The CMS will provide guidance and funding and NQIIC contractors will be expected to gather providers, patients and other stakeholders to address a care or quality problem. For instance, if a certain region in the country is struggling with hospital acquired infections or a spike in the number of falls, a group could be called to come up with a solution, identify best practices or rapidly test quality improvement efforts to address the problem in question.

NQIIC vendors must also seek ways to harmonize measures across care settings and eliminate those that aren't useful.

"The proposed new structure addresses legitimate provider complaints about too many measures and too many rules on how to meet those measures, it maintains a clear focus on outcomes and on vulnerable populations," said Michael Millenson, president of consulting firm Health Quality Advisors.

The various quality contractors used by different providers can create variances that could affect Medicare patients who require care across primary, acute and post-acute settings, said Dr. Rahul Koranne, chief medical officer at the Minnesota Hospital Association, which has been a HIIN since 2016. The CMS requires HIINS to work with hospitals to decrease instances of patient harm and preventable 30-day readmissions.
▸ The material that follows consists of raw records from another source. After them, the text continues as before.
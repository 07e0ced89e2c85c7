pub mod monitoring;
use crate::state::AppState;
use prometheus_client::encoding::text::encode;

use axum::{extract::State, http::StatusCode, routing::get, Router};
use monitoring::SYNC_METRICS;
use std::net::SocketAddr;
use std::sync::Arc;
use tracing::error;

async fn health_handler() -> String {
    "Healthy".to_string()
}

async fn expose_metrics(state: State<Arc<AppState>>) -> Result<String, StatusCode> {
    let mut buffer = String::new();
    let registry = state.registry.read().await;
    encode(&mut buffer, &registry).map_err(|_| StatusCode::INTERNAL_SERVER_ERROR)?;
    Ok(buffer)
}

/// Registers sync metrics in the shared registry.
pub async fn register_metrics(state: &AppState) {
    let mut registry = state.registry.write().await;

    SYNC_METRICS
        .get_or_init(|| async { monitoring::SyncMetrics::register(&mut registry, "watch_sync") })
        .await;

    monitoring::register_build_info_metric(&mut registry, "watch_sync");
}

/// Starts the health/metrics HTTP server on the supplied socket address.
pub async fn setup_server_with_addr(
    state: Arc<AppState>,
    addr: SocketAddr,
) -> Result<tokio::task::JoinHandle<()>, std::io::Error> {
    register_metrics(&state).await;

    let shutdown_token = state.shutdown_token.clone();
    let app = Router::new()
        .route("/health", get(health_handler))
        .route("/metrics", get(expose_metrics))
        .with_state(state);

    let listener = tokio::net::TcpListener::bind(addr).await?;
    let server_handle = tokio::spawn(async move {
        let served = axum::serve(
            listener,
            app.into_make_service_with_connect_info::<SocketAddr>(),
        )
        .with_graceful_shutdown(async move {
            shutdown_token.cancelled().await;
        })
        .await;
        if let Err(err) = served {
            error!(event = "metrics_server_failed", error = %err, "metrics server exited");
        }
    });

    Ok(server_handle)
}
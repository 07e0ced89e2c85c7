pub mod build_info;
pub mod cli;
pub mod clock;
pub mod config;
pub mod db;
pub mod logging;
pub mod remote;
pub mod reporting;
pub mod server;
pub mod state;
pub mod store;
pub mod sync_service;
"If care in the hospital is the only thing that improves, and not in a nursing home or clinic, that's not servicing a patient," Koranne said.

The new structure will concentrate on proven approaches, said Ellen Gagnon, interim CEO of Network for Regional Healthcare Improvement, a national network health improvement collaboratives. "Clinicians, especially in rural areas, could benefit from reduced administrative burden and a more coordinated support system to navigate the emerging pay for value environment," Gagnon said.

There is some controversy about the effort since the new effort may mean that QIOs will no longer be able to conduct claims audits due to new duties under NQIIC , according to said Emily Evans, a health policy analyst at Hedgeye Risk Management. The CMS has been relying more on QIOs to audit hospital claims instead of Recovery Audit Contractors (RACs).

Hospitals prefer QIOs over RACs, which are paid by the CMS to comb through providers' medical records to ensure Medicare payments are accurate. RACs receive a cut of each overpayment they find. QIOs tend to be run by clinicians making them better suited to judge these claims.

In a FAQ document released by the CMS, it said it won't announce terms of QIO contracts until next year.